Mrs. Kageyama is so happy she could cry, and probably will cry, later, actually, when the boys aren’t around to catch her. At the dinner table, she just lets those feelings slide into her other self and grumbles, “What’s with these kids?” to make them smile.
“Here, Nii-san,” Ritsu says.
“Thanks, Ritsu,” Shigeo says, accepting the spoon. And he smiles.
Shigeo continues to change. He comes out of his shell, little by little. Ritsu gets happier, seeming younger every day. Shigeo’s friends become a bigger part of his life. He starts leaving the house not only for Reigen Arataka but for his friends, not just for the club activities, either, but for karaoke, to go out for ramen, and just to hang out.
More psychic incidents happen. The Kageyama parents can’t help with that, but they can make dinner. They can tease Shige and Ritsu about their powers. They can watch, knowing something is wrong but not pressing Shigeo on it, when he comes home from a job one day with something deep and thoughtful in his eyes. Shigeo starts drinking water instead of milk for a few days. He flinches at the sound of crows and shies away when people move too fast. Mrs. Kageyama is torn in half with the desire to ask him about it, but she doesn’t. Shigeo deals with it on his own.
Shigeo temporarily quits working with Reigen Arataka, and the Kageyamas provide a no-questions-asked, relaxed atmosphere for Shigeo to come home to. It seems to help. They see Shigeo playing video games with Ritsu and they know that Shigeo and Ritsu are going to be fine. They’re taking care of each other, better than their parents can, in some ways. Kids are resilient. Their kids are resilient. They’re so proud of them. They don’t tell them how much they know.
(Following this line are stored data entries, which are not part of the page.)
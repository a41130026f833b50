//! Candle engine scenarios
//!
//! Drives the engine through buffer / generate cycles and checks the stored
//! candles:
//! - Buckets spanning several buffers
//! - Flat zero-volume candles for quiet periods
//! - Open/close carried from previous buffers
//! - Bucket rounding for every interval

use market_store::{
    ignore_critical_errors, rounded_timestamps, CandleEngine, CandleTransport, QueryContext, StoreConfig,
    StoreError,
};
use tempfile::TempDir;
use tokio::sync::mpsc;
use types::candle::{Candle, Interval};
use types::ids::{MarketId, PartyId, TradeId};
use types::trade::{Trade, TradeType};

const SECOND: i64 = 1_000_000_000;
const MINUTE: i64 = 60 * SECOND;
const HOUR: i64 = 60 * MINUTE;

const MARKET: &str = "testMarket";

fn open(dir: &TempDir) -> CandleEngine {
    CandleEngine::open(&StoreConfig::new(dir.path()), ignore_critical_errors()).unwrap()
}

fn market() -> MarketId {
    MarketId::new(MARKET)
}

fn trade(id: &str, price: u64, size: u64, timestamp: i64) -> Trade {
    Trade {
        id: TradeId::new(id),
        market: market(),
        price,
        size,
        buyer: PartyId::new("buyer"),
        seller: PartyId::new("seller"),
        timestamp,
        trade_type: TradeType::Default,
        ..Default::default()
    }
}

fn candles(engine: &CandleEngine, since: i64, interval: Interval) -> Vec<Candle> {
    engine
        .get_candles(&QueryContext::background(), &market(), since, interval)
        .unwrap()
}

fn ohlcv(candle: &Candle) -> (u64, u64, u64, u64, u64) {
    (candle.open, candle.high, candle.low, candle.close, candle.volume)
}

/// Feed `prices` (size 100 each) as trades at `start + offsets[i]`.
fn feed(engine: &CandleEngine, tag: &str, start: i64, prices: &[u64], offsets: &[i64]) {
    for (i, (price, offset)) in prices.iter().zip(offsets).enumerate() {
        engine
            .add_trade_to_buffer(&trade(&format!("{tag}-{i}"), *price, 100, start + offset))
            .unwrap();
    }
}

#[test]
fn test_generate_candles() {
    let dir = TempDir::new().unwrap();
    let engine = open(&dir);

    // 2018-11-13T11:01:14Z
    let t0: i64 = 1_542_106_874_000_000_000;

    engine.start_new_buffer(&market(), t0).unwrap();
    feed(
        &engine,
        "a",
        t0,
        &[100, 100, 100, 100],
        &[0, 20 * SECOND, MINUTE, MINUTE + 20 * SECOND],
    );
    engine.generate_candles_from_buffer(&market()).unwrap();

    let minutes = candles(&engine, t0, Interval::I1M);
    assert_eq!(minutes.len(), 2);
    assert_eq!(minutes[0].timestamp, 1_542_106_860_000_000_000);
    assert_eq!(ohlcv(&minutes[0]), (100, 100, 100, 100, 200));
    assert_eq!(minutes[1].timestamp, 1_542_106_920_000_000_000);
    assert_eq!(ohlcv(&minutes[1]), (100, 100, 100, 100, 200));

    let minutes = candles(&engine, t0 + MINUTE, Interval::I1M);
    assert_eq!(minutes.len(), 1);
    assert_eq!(minutes[0].timestamp, 1_542_106_920_000_000_000);

    let fives = candles(&engine, t0 + MINUTE, Interval::I5M);
    assert_eq!(fives.len(), 1);
    assert_eq!(fives[0].timestamp, 1_542_106_800_000_000_000);
    assert_eq!(ohlcv(&fives[0]), (100, 100, 100, 100, 400));

    // A quiet minute still produces a flat candle at the last close
    engine.start_new_buffer(&market(), t0 + 2 * MINUTE).unwrap();
    engine.generate_candles_from_buffer(&market()).unwrap();

    let minutes = candles(&engine, t0, Interval::I1M);
    assert_eq!(minutes.len(), 3);
    assert_eq!(minutes[2].timestamp, 1_542_106_980_000_000_000);
    assert_eq!(ohlcv(&minutes[2]), (100, 100, 100, 100, 0));

    let fives = candles(&engine, t0, Interval::I5M);
    assert_eq!(fives.len(), 1);
    assert_eq!(fives[0].volume, 400);

    let fifteens = candles(&engine, t0 + 2 * MINUTE, Interval::I15M);
    assert_eq!(fifteens.len(), 1);
    assert_eq!(fifteens[0].timestamp, 1_542_106_800_000_000_000);
    assert_eq!(fifteens[0].volume, 400);

    // Nothing stored yet for the next 15 minute bucket
    assert!(candles(&engine, t0 + 17 * MINUTE, Interval::I15M).is_empty());

    engine.start_new_buffer(&market(), t0 + 17 * MINUTE).unwrap();
    engine.generate_candles_from_buffer(&market()).unwrap();

    let fifteens = candles(&engine, t0 + 17 * MINUTE, Interval::I15M);
    assert_eq!(fifteens.len(), 1);
    assert_eq!(fifteens[0].timestamp, 1_542_107_700_000_000_000);
    assert_eq!(ohlcv(&fifteens[0]), (100, 100, 100, 100, 0));
}

#[test]
fn test_previous_candle_derived_values() {
    let dir = TempDir::new().unwrap();
    let engine = open(&dir);

    // 2018-11-13T11:00:00Z
    let t0: i64 = 1_542_106_800_000_000_000;
    let pattern = [100, 99, 108, 105];
    let next_pattern = [110, 112, 113, 109];

    engine.start_new_buffer(&market(), t0).unwrap();
    let first_minute = [0, 10 * SECOND, 20 * SECOND, 30 * SECOND];
    feed(&engine, "a", t0, &pattern, &first_minute);
    feed(&engine, "b", t0 + MINUTE, &next_pattern, &first_minute);
    engine.generate_candles_from_buffer(&market()).unwrap();

    let minutes = candles(&engine, t0, Interval::I1M);
    assert_eq!(minutes.len(), 2);
    assert_eq!(minutes[0].timestamp, t0);
    assert_eq!(ohlcv(&minutes[0]), (100, 108, 99, 105, 400));
    assert_eq!(minutes[1].timestamp, t0 + MINUTE);
    assert_eq!(ohlcv(&minutes[1]), (110, 113, 109, 109, 400));

    let fives = candles(&engine, t0, Interval::I5M);
    assert_eq!(fives.len(), 1);
    assert_eq!(ohlcv(&fives[0]), (100, 113, 99, 109, 800));

    // Second buffer: the seeded bucket carries the previous close, and the
    // first trade replaces it as open
    let later = [10 * SECOND, 20 * SECOND, 30 * SECOND, 40 * SECOND];
    engine.start_new_buffer(&market(), t0 + 2 * MINUTE).unwrap();
    feed(&engine, "c", t0 + 2 * MINUTE, &pattern, &later);
    feed(&engine, "d", t0 + 3 * MINUTE, &next_pattern, &later);
    engine.generate_candles_from_buffer(&market()).unwrap();

    let minutes = candles(&engine, t0 + 2 * MINUTE, Interval::I1M);
    assert_eq!(minutes.len(), 2);
    assert_eq!(minutes[0].timestamp, t0 + 2 * MINUTE);
    assert_eq!(ohlcv(&minutes[0]), (100, 108, 99, 105, 400));
    assert_eq!(minutes[1].timestamp, t0 + 3 * MINUTE);
    assert_eq!(ohlcv(&minutes[1]), (110, 113, 109, 109, 400));

    engine.start_new_buffer(&market(), t0 + 4 * MINUTE).unwrap();
    feed(&engine, "e", t0 + 4 * MINUTE, &[95, 80, 120, 105], &later);
    feed(&engine, "f", t0 + 5 * MINUTE, &[103, 101, 101, 101], &later);
    engine.generate_candles_from_buffer(&market()).unwrap();

    let minutes = candles(&engine, t0 + 4 * MINUTE, Interval::I1M);
    assert_eq!(minutes.len(), 2);
    assert_eq!(minutes[0].timestamp, t0 + 4 * MINUTE);
    assert_eq!(ohlcv(&minutes[0]), (95, 120, 80, 105, 400));
    assert_eq!(minutes[1].timestamp, t0 + 5 * MINUTE);
    assert_eq!(ohlcv(&minutes[1]), (103, 103, 101, 101, 400));

    // The whole history is still there
    assert_eq!(candles(&engine, t0, Interval::I1M).len(), 6);
}

#[test]
fn test_stored_bucket_is_merged_across_buffers() {
    let dir = TempDir::new().unwrap();
    let engine = open(&dir);
    let t0: i64 = 1_542_106_800_000_000_000;

    engine.start_new_buffer(&market(), t0).unwrap();
    feed(&engine, "a", t0, &[100, 120], &[SECOND, 2 * SECOND]);
    engine.generate_candles_from_buffer(&market()).unwrap();

    // Same 5 minute bucket, new buffer
    engine.start_new_buffer(&market(), t0 + MINUTE).unwrap();
    feed(&engine, "b", t0 + MINUTE, &[90, 110], &[SECOND, 2 * SECOND]);
    engine.generate_candles_from_buffer(&market()).unwrap();

    let fives = candles(&engine, t0, Interval::I5M);
    assert_eq!(fives.len(), 1);
    // stored open kept, extremes widened, last close wins
    assert_eq!(ohlcv(&fives[0]), (100, 120, 90, 110, 400));
    assert_eq!(
        engine.fetch_last_candle(&market(), Interval::I5M).unwrap(),
        fives[0]
    );
}

#[test]
fn test_quiet_bucket_continues_from_previous_close() {
    let dir = TempDir::new().unwrap();
    let engine = open(&dir);
    let t0: i64 = 1_542_106_800_000_000_000;

    engine.start_new_buffer(&market(), t0).unwrap();
    feed(
        &engine,
        "a",
        t0,
        &[100, 150, 90, 120],
        &[SECOND, 2 * SECOND, 3 * SECOND, 4 * SECOND],
    );
    engine.generate_candles_from_buffer(&market()).unwrap();

    // no trades in the next minute
    engine.start_new_buffer(&market(), t0 + MINUTE).unwrap();
    engine.generate_candles_from_buffer(&market()).unwrap();

    let minutes = candles(&engine, t0, Interval::I1M);
    assert_eq!(minutes.len(), 2);
    assert_eq!(ohlcv(&minutes[0]), (100, 150, 90, 120, 400));
    assert_eq!(minutes[1].timestamp, t0 + MINUTE);
    assert_eq!(ohlcv(&minutes[1]), (120, 120, 120, 120, 0));

    // the 5 minute bucket already holds the trades and is left alone
    let fives = candles(&engine, t0, Interval::I5M);
    assert_eq!(fives.len(), 1);
    assert_eq!(ohlcv(&fives[0]), (100, 150, 90, 120, 400));
}

#[test]
fn test_since_with_fewer_digits_than_stored_buckets() {
    let dir = TempDir::new().unwrap();
    let config = StoreConfig {
        candle_min_since: 0,
        ..StoreConfig::new(dir.path())
    };
    let engine = CandleEngine::open(&config, ignore_critical_errors()).unwrap();
    let t0: i64 = 1_542_106_800_000_000_000;

    engine.start_new_buffer(&market(), t0).unwrap();
    feed(&engine, "a", t0, &[100], &[SECOND]);
    engine.generate_candles_from_buffer(&market()).unwrap();

    // rounds to 999999960000000000, one digit shorter than t0
    assert_eq!(candles(&engine, 1_000_000_000_000_000_000, Interval::I1M).len(), 1);
    assert_eq!(candles(&engine, MINUTE, Interval::I1M).len(), 1);
    assert_eq!(candles(&engine, 0, Interval::I1M).len(), 1);
    assert!(candles(&engine, t0 + MINUTE, Interval::I1M).is_empty());
}

#[test]
fn test_default_horizon_is_2018_in_nanoseconds() {
    let dir = TempDir::new().unwrap();
    let engine = open(&dir);

    // 2020-09-13 in milliseconds: 1970 when read as nanoseconds
    let err = engine
        .get_candles(&QueryContext::background(), &market(), 1_600_000_000_000, Interval::I1M)
        .unwrap_err();
    assert!(matches!(err, StoreError::InvalidSince { .. }));

    // 2018-01-01T00:00:01Z
    let horizon: i64 = 1_514_764_801_000_000_000;
    assert!(candles(&engine, horizon, Interval::I1M).is_empty());
}

#[test]
fn test_generate_from_explicit_buffer() {
    let dir = TempDir::new().unwrap();
    let engine = open(&dir);
    let t0: i64 = 1_542_106_800_000_000_000;

    engine.start_new_buffer(&market(), t0).unwrap();
    feed(&engine, "a", t0, &[100], &[SECOND]);
    let buffer = engine.buffer(&market()).unwrap();

    let other = MarketId::new("otherMarket");
    engine.generate_candles(&other, &buffer).unwrap();

    let stored = engine
        .get_candles(&QueryContext::background(), &other, t0, Interval::I1H)
        .unwrap();
    assert_eq!(stored.len(), 1);
    assert_eq!(stored[0].volume, 100);
    assert!(candles(&engine, t0, Interval::I1H).is_empty());
}

#[test]
fn test_rounded_timestamps() {
    // 2018-11-13T11:01:14Z
    let t: i64 = 1_542_106_874_000_000_000;
    let rounded = rounded_timestamps(t);

    assert_eq!(rounded[&Interval::I1M], t - 14 * SECOND);
    assert_eq!(rounded[&Interval::I5M], t - MINUTE - 14 * SECOND);
    assert_eq!(rounded[&Interval::I15M], t - MINUTE - 14 * SECOND);
    assert_eq!(rounded[&Interval::I1H], t - MINUTE - 14 * SECOND);
    assert_eq!(rounded[&Interval::I6H], t - 5 * HOUR - MINUTE - 14 * SECOND);
    assert_eq!(rounded[&Interval::I1D], t - 11 * HOUR - MINUTE - 14 * SECOND);
}

#[test]
fn test_subscribe_unsubscribe() {
    let dir = TempDir::new().unwrap();
    let engine = open(&dir);

    let (tx1, _rx1) = mpsc::channel(1);
    let (tx2, _rx2) = mpsc::channel(1);
    let first = engine.subscribe(CandleTransport::new(market(), Interval::I1M, tx1));
    let second = engine.subscribe(CandleTransport::new(market(), Interval::I1M, tx2));
    assert_eq!((first, second), (1, 2));

    engine.unsubscribe(first).unwrap();
    let err = engine.unsubscribe(first).unwrap_err();
    assert!(matches!(err, StoreError::SubscriberNotFound(1)));
    assert_eq!(err.to_string(), "Subscriber does not exist with id: 1");

    engine.unsubscribe(second).unwrap();
    // nothing left to remove
    engine.unsubscribe(second).unwrap();
    assert_eq!(engine.subscriber_count(), 0);
}

#[tokio::test]
async fn test_subscriber_receives_generated_candles() {
    let dir = TempDir::new().unwrap();
    let engine = open(&dir);
    let t0: i64 = 1_542_106_800_000_000_000;

    let config = StoreConfig {
        channel_capacity: 8,
        ..StoreConfig::new(dir.path())
    };
    let (tx, mut rx) = config.channel();
    engine.subscribe(CandleTransport::new(market(), Interval::I1M, tx));

    engine.start_new_buffer(&market(), t0).unwrap();
    feed(&engine, "a", t0, &[100, 101], &[SECOND, MINUTE + SECOND]);
    engine.generate_candles_from_buffer(&market()).unwrap();

    let first = rx.recv().await.unwrap();
    let second = rx.recv().await.unwrap();
    assert_eq!((first.interval, first.timestamp), (Interval::I1M, t0));
    assert_eq!((second.interval, second.timestamp), (Interval::I1M, t0 + MINUTE));
    assert!(rx.try_recv().is_err());
}

#[test]
fn test_cancelled_query_returns_nothing() {
    let dir = TempDir::new().unwrap();
    let engine = open(&dir);
    let t0: i64 = 1_542_106_800_000_000_000;

    engine.start_new_buffer(&market(), t0).unwrap();
    engine.generate_candles_from_buffer(&market()).unwrap();

    let ctx = QueryContext::background();
    ctx.cancel();
    let result = engine.get_candles(&ctx, &market(), t0, Interval::I1M).unwrap();
    assert!(result.is_empty());
}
They cheer for Shigeo at the school marathon with all their hearts, even though the sight of him with a skinned knee gives Mrs. Kageyama a jolt of pure terror. Well, he seems to have it under control now. He doesn’t even see them as he keeps running. He’s so big.
When Ritsu opens the door to a red-headed and clearly psychic “friend of his” they’ve never heard of before and looks at them with terror in his eyes, they pretend to believe him when he asks them to leave for a spur-of-the-moment onsen trip.
Maybe it’s selfish. Mrs. Kageyama asks her husband that as they eat dinner that night, pleasantly boiled-feeling from the hot water. “Do you think it’s selfish, leaving them to deal with their psychic problems on their own?”
“Oh, they’ll be okay,” Mr. Kageyama says. “We couldn’t do anything to help them anyway. I mean, look at that!”
He points at the television, where the news is going over the psychic terrorist attack in Seasoning City yet again, with not much more information than last time. There’s live footage of police cars floating in the air.
“After all—”
The TV frizzles and fills with static. Mr. Kageyama laughs a short, helpless little laugh.
“I get it,” Mrs. Kageyama sighs. “I just worry about those boys.”
The honest side of herself writhes in pain at the understatement, but she keeps it down.
“It’s all right as long as they’re together. Shigeo will have it handled,” Mr. Kageyama says. “He’d never let Ritsu get hurt.”
There’s a moment of uncomfortable silence. In each other’s eyes, Mr. and Mrs. Kageyama see Ritsu bleeding and Shigeo with blood spattered on his face.
“That’s true,” Mrs. Kageyama says, hoping it’s true. “They’re very capable kids now.”
When Mr. and Mrs. Kageyama return home, their house has been replaced with an almost identical house. They burst into muffled laughter together in their room, covering their mouths. The pattern of the floorboards in the hall is different. How—how?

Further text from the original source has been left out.